In December 2021, the Attorney General’s Chambers made Application for Judicial Review against the Decision of the Information Commissioner to issue summonses for the production of records obtained or created by the Attorney-General’s Chambers. The court was asked to review –(1) Whether the Information Commissioner has a right to review a public authority’s refusal to disclose a record on the grounds that the Public Access to Information Act 2010 does not apply, and (2) Whether the Information Commissioner has a right to examine a record to which the Public Access to Information Act 2010 does not apply.

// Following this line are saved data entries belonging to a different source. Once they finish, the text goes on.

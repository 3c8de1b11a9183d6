use std::sync::atomic::AtomicBool;
use std::sync::Arc;

use homevision::config::GeminiConfig;
use homevision::designs::{InMemoryDesignRepository, RenovationService};
use homevision::gateway::{GatewayError, GeminiGateway};
use metrics_exporter_prometheus::PrometheusHandle;

#[derive(Clone)]
pub(crate) struct AppState {
    pub(crate) readiness: Arc<AtomicBool>,
    pub(crate) metrics: Arc<PrometheusHandle>,
}

pub(crate) type DesignService = RenovationService<InMemoryDesignRepository, GeminiGateway>;

/// Production wiring: Gemini for both model phases, designs kept in process memory.
pub(crate) fn build_design_service(
    config: &GeminiConfig,
) -> Result<Arc<DesignService>, GatewayError> {
    let gateway = Arc::new(GeminiGateway::new(config)?);
    let repository = Arc::new(InMemoryDesignRepository::default());
    Ok(Arc::new(RenovationService::new(repository, gateway)))
}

The recent ruling in the Supreme Court in the case of Attorney General v Information Commissioner demonstrates that section 4 of the Public Access to Information Act was written to recognise that the Act should not apply to operational records of certain public authorities such as the Attorney-General’s Chambers, Department of Public Prosecutions, Human Rights Commission, Office of the Ombudsman, etc., and even the judiciary. These types of public authorities have operations which touch upon some of the most sensitive and privileged information in our jurisdiction.
The decision was only about records which are outside of the ambit of the Act. This is not to be confused with records which do fall within the operation of the Act; the public access to these records remains undisturbed. Likewise, the Information Commissioner’s right to demand production of records that fall within the operation of the Act is not affected by the Supreme Court’s decision.
The judgement for the Attorney Generals’ Chambers is not a win for any particular public authority nor for any individual; the Supreme Court’s decision is a demonstration of the rule of law being upheld according to the literal interpretation of the express provisions in the Public Access to Information Act.